Unjuk Rasa di DPRD Bandar Lampung Memanas, Anggota Dewan: Kenaikan Harga BBM Bebani APBD

Unjuk Rasa di DPRD Bandar Lampung Memanas, Anggota Dewan: Kenaikan Harga BBM Bebani APBD

FOTO PKS LAMPUNG - Ketua Fraksi PKS DPRD Bandar Lampung Agus Djumadi.--

BANDAR LAMPUNG, RADARLAMPUNG.CO.ID - Situasi aksi menolak kenaikan harga Bahan Bakar Minyak (BBM) di depan Gedung DPRD Bandar Lampung pada Rabu 7 September 2022 sedikit memanas. Ratusan massa aksi akhirnya merobohkan paksa gerbang Gedung DPRD Kota Bandar Lampung, sekitar pukul 16.10 WIB.

Kenaikan harga BBM ini juga memantik komentar dari anggota DPRD Bandar Lampung. Ketua Fraksi PKS DPRD Bandar Lampung Agus Djumadi menilai, Kenaikan harga BBM berdampak cukup signifikan bagi keuangan daerah. 

Menurut Agus, Berdasarkan Peraturan Menteri Keuangan (PMK) Nomor 134/PMK.07/2022 Tentang Belanja Wajib dalam Rangka Penanganan Dampak Inflasi Tahun Anggaran 2022  bahwa sebanyak 2% dari APBD diminta dialokasikan untuk Bantuan Langsung Tunai (BLT). 

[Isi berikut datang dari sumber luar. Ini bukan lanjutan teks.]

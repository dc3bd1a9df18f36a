pub mod database;
pub mod error_handling;

pub use database::*;
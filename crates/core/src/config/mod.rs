//! 配置管理
//!
//! 配置来源按优先级从低到高：内置默认值、TOML配置文件、`COORDINATOR_` 前缀的环境变量。
//! 加载完成后统一执行校验，校验失败时拒绝启动。

pub mod models;

pub use models::{AppConfig, DatabaseConfig, QueryConfig};

/// 默认配置文件查找路径
pub const DEFAULT_CONFIG_PATHS: [&str; 3] = [
    "config/coordinator.toml",
    "coordinator.toml",
    "/etc/coordinator/config.toml",
];

/// 环境变量前缀，例如 `COORDINATOR_DATABASE__URL`
pub const ENV_PREFIX: &str = "COORDINATOR";
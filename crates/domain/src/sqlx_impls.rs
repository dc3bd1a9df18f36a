//! # SQLx 数据库类型转换实现
//!
//! 本模块仅在启用 `sqlx-support` feature 时编译
//! 协调器动作状态在两种数据库中都以大写文本存储

use crate::entities::CoordinatorActionStatus;

impl sqlx::Type<sqlx::Postgres> for CoordinatorActionStatus {
    fn type_info() -> sqlx::postgres::PgTypeInfo {
        <String as sqlx::Type<sqlx::Postgres>>::type_info()
    }

    // TEXT 与 VARCHAR 列都可以解码
    fn compatible(ty: &sqlx::postgres::PgTypeInfo) -> bool {
        <String as sqlx::Type<sqlx::Postgres>>::compatible(ty)
    }
}

impl sqlx::Type<sqlx::Sqlite> for CoordinatorActionStatus {
    fn type_info() -> sqlx::sqlite::SqliteTypeInfo {
        <str as sqlx::Type<sqlx::Sqlite>>::type_info()
    }

    fn compatible(ty: &sqlx::sqlite::SqliteTypeInfo) -> bool {
        <str as sqlx::Type<sqlx::Sqlite>>::compatible(ty)
    }
}

impl<'r> sqlx::Decode<'r, sqlx::Postgres> for CoordinatorActionStatus {
    fn decode(value: sqlx::postgres::PgValueRef<'r>) -> Result<Self, sqlx::error::BoxDynError> {
        let s = <&str as sqlx::Decode<sqlx::Postgres>>::decode(value)?;
        s.parse()
            .map_err(|_| format!("Invalid coordinator action status: {s}").into())
    }
}

impl<'r> sqlx::Decode<'r, sqlx::Sqlite> for CoordinatorActionStatus {
    fn decode(value: sqlx::sqlite::SqliteValueRef<'r>) -> Result<Self, sqlx::error::BoxDynError> {
        let s = <&str as sqlx::Decode<sqlx::Sqlite>>::decode(value)?;
        s.parse()
            .map_err(|_| format!("Invalid coordinator action status: {s}").into())
    }
}

impl<'q> sqlx::Encode<'q, sqlx::Postgres> for CoordinatorActionStatus {
    fn encode_by_ref(
        &self,
        buf: &mut sqlx::postgres::PgArgumentBuffer,
    ) -> Result<sqlx::encode::IsNull, Box<dyn std::error::Error + Send + Sync>> {
        <&str as sqlx::Encode<sqlx::Postgres>>::encode(self.as_str(), buf)
    }
}

impl<'q> sqlx::Encode<'q, sqlx::Sqlite> for CoordinatorActionStatus {
    fn encode_by_ref(
        &self,
        buf: &mut Vec<sqlx::sqlite::SqliteArgumentValue<'q>>,
    ) -> Result<sqlx::encode::IsNull, Box<dyn std::error::Error + Send + Sync>> {
        <&str as sqlx::Encode<sqlx::Sqlite>>::encode(self.as_str(), buf)
    }
}
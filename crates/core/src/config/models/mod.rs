pub mod app_config;
pub mod database;
pub mod query;

// Re-export main types for easier imports
pub use app_config::AppConfig;
pub use database::DatabaseConfig;
pub use query::QueryConfig;
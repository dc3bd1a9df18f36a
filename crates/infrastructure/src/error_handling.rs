//! Repository error handling with operation context
//!
//! Database failures are logged with the action and operation they belong to,
//! then returned with the original `sqlx::Error` kept as the source.

use chrono::{DateTime, Utc};
use coordinator_domain::{action_query_builder::ActionQuery, entities::CoordinatorActionStatus};
use coordinator_errors::CoordError;
use sqlx::Error as SqlxError;
use std::fmt;
use tracing::{error, info, instrument};

/// Operation context for repository operations
#[derive(Debug, Clone, Copy, PartialEq, Eq)]
pub enum RepositoryOperation {
    Create,
    Read,
    Update,
    Query,
    Count,
}

impl fmt::Display for RepositoryOperation {
    fn fmt(&self, f: &mut fmt::Formatter<'_>) -> fmt::Result {
        match self {
            RepositoryOperation::Create => write!(f, "创建"),
            RepositoryOperation::Read => write!(f, "查询"),
            RepositoryOperation::Update => write!(f, "更新"),
            RepositoryOperation::Query => write!(f, "查询"),
            RepositoryOperation::Count => write!(f, "统计"),
        }
    }
}

/// Context information for coordinator action repository operations
#[derive(Debug, Clone)]
pub struct ActionOperationContext {
    pub operation: RepositoryOperation,
    pub action_id: Option<String>,
    pub job_id: Option<String>,
    pub status: Option<CoordinatorActionStatus>,
    pub timestamp: DateTime<Utc>,
    pub additional_info: Option<String>,
}

impl ActionOperationContext {
    pub fn new(operation: RepositoryOperation) -> Self {
        Self {
            operation,
            action_id: None,
            job_id: None,
            status: None,
            timestamp: Utc::now(),
            additional_info: None,
        }
    }

    /// Context of a structured query: its job plus the rendered predicates
    pub fn for_query(operation: RepositoryOperation, query: &ActionQuery) -> Self {
        let context =
            Self::new(operation).with_additional_info(format!("{:?}", query.predicates()));
        match query.job_id() {
            Some(job_id) => context.with_job_id(job_id),
            None => context,
        }
    }

    pub fn with_action_id(mut self, action_id: impl Into<String>) -> Self {
        self.action_id = Some(action_id.into());
        self
    }

    pub fn with_job_id(mut self, job_id: impl Into<String>) -> Self {
        self.job_id = Some(job_id.into());
        self
    }

    pub fn with_status(mut self, status: CoordinatorActionStatus) -> Self {
        self.status = Some(status);
        self
    }

    pub fn with_additional_info(mut self, info: impl Into<String>) -> Self {
        self.additional_info = Some(info.into());
        self
    }

    pub fn entity_description(&self) -> String {
        match (&self.action_id, &self.job_id) {
            (Some(id), Some(job_id)) => format!("协调器动作 '{id}' (作业: {job_id})"),
            (Some(id), None) => format!("协调器动作 '{id}'"),
            (None, Some(job_id)) => format!("协调器作业 '{job_id}' 的动作"),
            (None, None) => "协调器动作".to_string(),
        }
    }
}

/// Error helpers for repository operations
pub struct RepositoryErrorHelpers;

impl RepositoryErrorHelpers {
    /// Log a database error with action context and keep it as the error source
    #[instrument(skip_all, fields(
        operation = %context.operation,
        action_id = ?context.action_id,
        job_id = ?context.job_id,
        status = ?context.status,
        timestamp = %context.timestamp,
    ))]
    pub fn action_database_error(context: ActionOperationContext, error: SqlxError) -> CoordError {
        let entity_desc = context.entity_description();
        let operation_desc = context.operation.to_string();

        let error_msg = match &error {
            SqlxError::Database(db_error) => match db_error.constraint() {
                Some(constraint) if constraint.contains("pkey") => format!(
                    "{operation_desc}{entity_desc}时发生主键冲突: 动作ID '{}' 已存在",
                    context.action_id.as_deref().unwrap_or("未知")
                ),
                Some(constraint) => {
                    format!("{operation_desc}{entity_desc}时发生数据库约束冲突: {constraint}")
                }
                None => format!("{operation_desc}{entity_desc}时发生数据库错误: {db_error}"),
            },
            SqlxError::PoolClosed => format!("{operation_desc}{entity_desc}时数据库连接池已关闭"),
            SqlxError::PoolTimedOut => format!("{operation_desc}{entity_desc}时数据库连接池超时"),
            SqlxError::Io(io_error) => {
                format!("{operation_desc}{entity_desc}时发生I/O错误: {io_error}")
            }
            SqlxError::ColumnDecode { index, source } => {
                format!("{operation_desc}{entity_desc}时解码列 {index} 失败: {source}")
            }
            _ => format!("{operation_desc}{entity_desc}时发生未知数据库错误: {error}"),
        };

        match &context.additional_info {
            Some(info) => error!(error = %error, info = %info, "{}", error_msg),
            None => error!(error = %error, "{}", error_msg),
        }
        CoordError::Database(error)
    }

    /// Create an action not found error with context
    pub fn action_not_found(context: ActionOperationContext) -> CoordError {
        let entity_desc = context.entity_description();
        error!("{}{}时未找到: {} 不存在", context.operation, entity_desc, entity_desc);
        CoordError::action_not_found(context.action_id.unwrap_or_default())
    }

    /// Log successful repository operation
    #[instrument(skip_all, fields(
        operation = %context.operation,
        entity_desc = %entity_desc,
        timestamp = %context.timestamp,
    ))]
    pub fn log_operation_success(
        context: ActionOperationContext,
        entity_desc: &str,
        additional_info: Option<&str>,
    ) {
        let base_msg = format!("{}{}成功", context.operation, entity_desc);

        if let Some(info) = additional_info {
            info!("{}: {}", base_msg, info);
        } else {
            info!("{}", base_msg);
        }
    }
}

/// Macro for creating action operation context easily
#[macro_export]
macro_rules! action_context {
    ($operation:expr) => {
        $crate::error_handling::ActionOperationContext::new($operation)
    };
    ($operation:expr, action_id = $action_id:expr) => {
        $crate::error_handling::ActionOperationContext::new($operation).with_action_id($action_id)
    };
    ($operation:expr, job_id = $job_id:expr) => {
        $crate::error_handling::ActionOperationContext::new($operation).with_job_id($job_id)
    };
    ($operation:expr, action_id = $action_id:expr, job_id = $job_id:expr) => {
        $crate::error_handling::ActionOperationContext::new($operation)
            .with_action_id($action_id)
            .with_job_id($job_id)
    };
}

#[cfg(test)]
mod tests {
    use super::*;

    #[test]
    fn test_entity_description() {
        let context = action_context!(RepositoryOperation::Read, action_id = "job@1", job_id = "job");
        assert_eq!(context.entity_description(), "协调器动作 'job@1' (作业: job)");

        let context = action_context!(RepositoryOperation::Query, job_id = "job");
        assert_eq!(context.entity_description(), "协调器作业 'job' 的动作");

        let query = ActionQuery::for_job("job");
        let context = ActionOperationContext::for_query(RepositoryOperation::Count, &query);
        assert_eq!(context.job_id.as_deref(), Some("job"));
        assert_eq!(context.entity_description(), "协调器作业 'job' 的动作");
        assert!(context.additional_info.unwrap().contains("JobIdEquals"));

        assert_eq!(
            action_context!(RepositoryOperation::Count).entity_description(),
            "协调器动作"
        );
    }

    #[test]
    fn test_database_error_keeps_source() {
        let context = action_context!(RepositoryOperation::Query, job_id = "job")
            .with_additional_info("起始 1, 长度 50");
        let err = RepositoryErrorHelpers::action_database_error(context, SqlxError::PoolTimedOut);

        assert!(matches!(err, CoordError::Database(SqlxError::PoolTimedOut)));
        assert!(err.is_retryable());
    }

    #[test]
    fn test_not_found_carries_action_id() {
        let context = action_context!(RepositoryOperation::Update, action_id = "job@9")
            .with_status(CoordinatorActionStatus::Killed);
        let err = RepositoryErrorHelpers::action_not_found(context);
        assert!(matches!(err, CoordError::ActionNotFound { ref id } if id == "job@9"));
    }

    #[test]
    fn test_operation_display() {
        assert_eq!(RepositoryOperation::Create.to_string(), "创建");
        assert_eq!(RepositoryOperation::Count.to_string(), "统计");
    }
}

Anggaran yang dialokasikan tersebut berasal dari Dana Transfer Umum (DTU). Dukungan Pemda 2% dari Dana Transfer Umum (DTU) yakni Dana Alokasi Umum (DAU) dan Dana Bagi Hasil (DBH) untuk subsidi sektor transportasi, antara lain angkutan umum, ojek, dan nelayan, serta untuk perlindungan sosial tambahan.

BACA JUGA:Izin Pimpinan, Interupsi! Fraksi PKS Lampung Tolak Kenaikan BBM

Menteri Dalam Negeri (Mendagri) Tito Karnavian juga menyebut disamping dukungan anggaran 2% DTU, Pemerintah Daerah juga bisa menggunakan dana reguler APBD berupa Belanja Tidak Terduga (BTT) untuk kepentingan pengendalian inflasi daerah.

Arahan ini sudah dilegalkan melalui SE Mendagri Nomor 500/4825/SJ 19 Agustus 2022.

Dengan peraturan-peraturan penerintah pusat diatas semakin jelas bahwa dampak kenaikan BBM ini bukan hanya pemerintah pusat yang menanggung. Namun pemerintah daerah pun harus memutar otak pergeseran anggaran. 

Dengan kata lain, ini pertanda APBN tidak kuat menahan efek kenaikan BBM maka APBD jadi sasaran pemerintah pusat untuk mengatasinya.

BACA JUGA:Memanas! Massa Aksi Robohkan Paksa Gerbang DPRD Kota Bandar Lampung

"Zaman SBY (Presiden Susilo Bambang Yudhoyono) naik BBM tetapi BLT ditanggung APBN. Zaman Jokowi, BBM naik tapi BLT  membebani APBD. Karena itu kami menolak kenaikan BBM ini. Pemerintah harus menghitung ulang. Karena kenaikan BBM ini memberatkan masyarakat," kata Agus.

Agus melanjutkan, langkah pemerintah menaikkan harga BBM dan mengganti dengan memberikan bantuan sosial kepada masyarakat, sangat tidak tepat. Karena pemberian bantuan sosial ini juga tidak menyasar  dan tidak mendidik masyarakat serta sifatnya tidak merata.

Bahkan cenderung membuat konflik di masyarakat yang membuat saling curiga satu sama lain akibat tidak meratanya bantuan ini.

"Menyikapi adanya bantuan sosial yang kemungkinan akan disalurkan oleh Kemensos, sampai saat ini belum ada keakuratan data penerima dan pemerataan. Jangan sampai bantuan-bantuan itu tumpang tindih, sudah dapat BPNT nanti dapat lagi BLT DD, jadi kita harus berdasarkan skala prioritas untuk yang benar-benar perlu dibantu. Dampak kenaikan BBM sangat luar biasa. Apalagi saat ini masyarakat baru bangkit dari keterpurukannya akibat pandemi Covid-19," tukas Agus.